Ortaköy, l'un des quartiers les plus fréquentés de la
rive européenne du Bosphore, est très apprécié pour sa zone piétonne
pittoresque, ses échoppes, ses terrasses, ses vestiges historiques dont un
ancien palais ruiné (Esma Sultan yalısı)
ayant appartenu à la fille du Sultan Abdulaziz et qui sert désormais de décor
pour de luxueuses réceptions privées. C’est aussi le berceau historique de
l’actuelle Université de Galatasaray, symbole avec le lycée de Galatasaray à Beyoğlu
de l’enseignement laïque francophone à Istanbul.
Animé de jour comme de nuit avec ses restaurants du plus
décontracté au plus raffiné, ses bars aux programmations musicales diverses,
dont la proximité de la mosquée ottomane du 18e siècle ne semble pas
impacter l’activité, l’embarcadère et son flux de voyageurs, Ortaköy est aussi
couvert par le premier pont enjambant le Bosphore depuis 1973. Autant dire
qu’il y a mille raisons d’y aller flâner.
En voici une de plus. Niché en plein milieu de la
circulation de la voie côtière, aussi visible qu’un nez au milieu de la figure,
l’édifice a fini par faire oublier sa présence, puisqu’inaccessible depuis
quelques décennies pour cause de restaurations interminables en 2001, puis en 2011.
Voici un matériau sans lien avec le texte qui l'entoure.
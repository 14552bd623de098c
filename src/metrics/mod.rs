//! Metrics collection and exposition for Prometheus.
//!
//! This module provides centralized metrics recording for the upstream calls.

mod recorder;

pub use recorder::{Metrics, MetricsRecorder};
//! Single-leg route endpoints.

use axum::extract::rejection::QueryRejection;
use axum::extract::{Query, State};
use axum::{routing::get, Json, Router};
use serde::Deserialize;
use serde_json::Value;
use tracing::debug;

use super::forget_rejected_token;
use crate::error::RelayError;
use crate::models::Coordinate;
use crate::state::AppState;
use crate::utils::http_helpers::HTTPError;

/// Registers the route forwarding endpoints.
pub fn routes() -> Router<AppState> {
    Router::new()
        .route("/route", get(demo_route))
        .route("/quickpath", get(quickpath))
}

/// Query parameters of `GET /quickpath`. All four are required.
#[derive(Deserialize, Debug, Default)]
struct QuickpathParams {
    start_lat: Option<String>,
    start_lng: Option<String>,
    end_lat: Option<String>,
    end_lng: Option<String>,
}

impl QuickpathParams {
    /// Validates presence first, then that every value is a number.
    fn coordinates(&self) -> Result<(Coordinate, Coordinate), RelayError> {
        let (Some(start_lat), Some(start_lng), Some(end_lat), Some(end_lng)) = (
            present(&self.start_lat),
            present(&self.start_lng),
            present(&self.end_lat),
            present(&self.end_lng),
        ) else {
            return Err(RelayError::MissingParameters);
        };

        let start = Coordinate::parse(start_lat, start_lng).ok_or(RelayError::InvalidParameters)?;
        let end = Coordinate::parse(end_lat, end_lng).ok_or(RelayError::InvalidParameters)?;
        Ok((start, end))
    }
}

fn present(value: &Option<String>) -> Option<&str> {
    value.as_deref().filter(|s| !s.trim().is_empty())
}

/// Obtains a token and forwards one leg, mapping every failure to an `HTTPError`.
async fn forward(
    state: &AppState,
    start: &Coordinate,
    end: &Coordinate,
) -> Result<Json<Value>, HTTPError> {
    let token = state.tokens.get_token().await?;
    match state.routes.get_route(start, end, &token).await {
        Ok(route) => Ok(Json(route)),
        Err(e) => {
            forget_rejected_token(state, &e);
            Err(e.into())
        }
    }
}

/// `GET /route`: the configured demo pair.
async fn demo_route(State(state): State<AppState>) -> Result<Json<Value>, HTTPError> {
    let demo = &state.config.demo_route;
    debug!("Serving demo route {} -> {}", demo.from, demo.to);
    forward(&state, &demo.from, &demo.to).await
}

/// `GET /quickpath`: a caller-supplied pair.
///
/// Parameters are checked before any upstream is contacted. A query string
/// that does not deserialize (e.g. a repeated key) is reported as invalid.
async fn quickpath(
    State(state): State<AppState>,
    params: Result<Query<QuickpathParams>, QueryRejection>,
) -> Result<Json<Value>, HTTPError> {
    let Query(params) = params.map_err(|rejection| {
        debug!("Rejected quickpath query: {}", rejection.body_text());
        RelayError::InvalidParameters
    })?;
    let (start, end) = params.coordinates()?;
    forward(&state, &start, &end).await
}

#[cfg(test)]
mod tests {
    use super::*;

    fn params(values: [Option<&str>; 4]) -> QuickpathParams {
        let [start_lat, start_lng, end_lat, end_lng] = values.map(|v| v.map(str::to_string));
        QuickpathParams {
            start_lat,
            start_lng,
            end_lat,
            end_lng,
        }
    }

    #[test]
    fn all_parameters_are_required() {
        let missing = params([Some("37.7"), None, Some("37.3"), Some("-121.8")]);
        assert_eq!(missing.coordinates(), Err(RelayError::MissingParameters));

        let empty = params([Some("37.7"), Some(""), Some("37.3"), Some("-121.8")]);
        assert_eq!(empty.coordinates(), Err(RelayError::MissingParameters));
    }

    #[test]
    fn non_numeric_values_are_invalid() {
        let invalid = params([Some("37.7"), Some("west"), Some("37.3"), Some("-121.8")]);
        assert_eq!(invalid.coordinates(), Err(RelayError::InvalidParameters));
    }

    #[test]
    fn parses_both_waypoints() {
        let valid = params([
            Some("37.7749"),
            Some("-122.4194"),
            Some("37.3382"),
            Some("-121.8863"),
        ]);
        assert_eq!(
            valid.coordinates(),
            Ok((
                Coordinate::new(37.7749, -122.4194),
                Coordinate::new(37.3382, -121.8863)
            ))
        );
    }
}
//! Metrics exposition endpoint.

use crate::state::AppState;
use crate::utils::http_helpers::HTTPError;
use axum::{extract::State, http::StatusCode, response::IntoResponse, routing::get, Router};

/// Creates the metrics route.
pub fn routes() -> Router<AppState> {
    Router::new().route("/metrics", get(metrics_handler))
}

/// Handler for the /metrics endpoint.
///
/// Returns all collected metrics in Prometheus text format.
async fn metrics_handler(State(state): State<AppState>) -> Result<impl IntoResponse, HTTPError> {
    let metrics_text = state.metrics.render().map_err(|e| {
        tracing::error!("Failed to render metrics: {}", e);
        HTTPError::new(StatusCode::INTERNAL_SERVER_ERROR, "Failed to render metrics")
    })?;

    Ok((
        StatusCode::OK,
        [("Content-Type", "text/plain; version=0.0.4; charset=utf-8")],
        metrics_text,
    ))
}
Il y a quelques mois, j’avais eu l’opportunité de visiter
le hammam de Zeyrek, œuvre remarquable de l’architecte ottoman Mimar Sinan, ayant bénéficié d'une respectueuse restauration. Celui-ci, plus modeste, fut également construit par le même architecte, en 1550, pour Hüsrev Kethüda,
intendant du Grand Vizir Kara Ahmet Pacha.
La structure est composée de deux sections recouvertes par deux dômes.
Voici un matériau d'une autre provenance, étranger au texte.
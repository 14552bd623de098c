//! Library exports for routerelay, shared between the binary and tests.

pub mod config;
pub mod error;
pub mod metrics;
pub mod models;
pub mod routes;
pub mod schedule;
pub mod startup;
pub mod state;
pub mod upstream;
pub mod utils;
On pénètre d’abord dans le vestibule/vestiaire, puis dans
la pièce abritant la plateforme en marbre chauffé.
La pierre n’est ni centrale, ni circulaire, mais rectangulaire et située au fond de la salle. Pour le reste on a l’impression de parcourir un véritable labyrinthe de niches, plus ou moins spacieuses.
En voici le détail (crédit photo BELTAŞ )
La restauration de cette section semble par endroit un peu fantaisiste dans l'agencement des matériaux! Un peu comme un puzzle dont les pièces ne seraient pas toutes à leur place.
Depuis 2017, la mairie de Beşiktaş gère les lieux désormais
dédiés aux événements culturels ou ponctuellement à des réceptions privées.
Les expositions temporaires s’y succèdent. Celle-ci, « Bir sanartçi soluğu» présente du 9 au 16 avril des photos en noir et blanc. A l’entrée, un
texte du photographe, Nural Denker, exprime ses réflexions au sujet de la
catastrophe qui a endeuillé la Turquie le 6 février 2023.
Ce lieu de prouesse architecturale renvoie
immanquablement aux forces et fragilités des constructions à travers les âges. Les
Sumériens, les Lydiens, les Phrygiens, les Romains, les Byzantins, les Ottomans
en avaient bien conscience. La précision est gage de solidité. Du choix des matériaux
et de leur assemblage dépend la résistance aux assauts du temps et des éléments.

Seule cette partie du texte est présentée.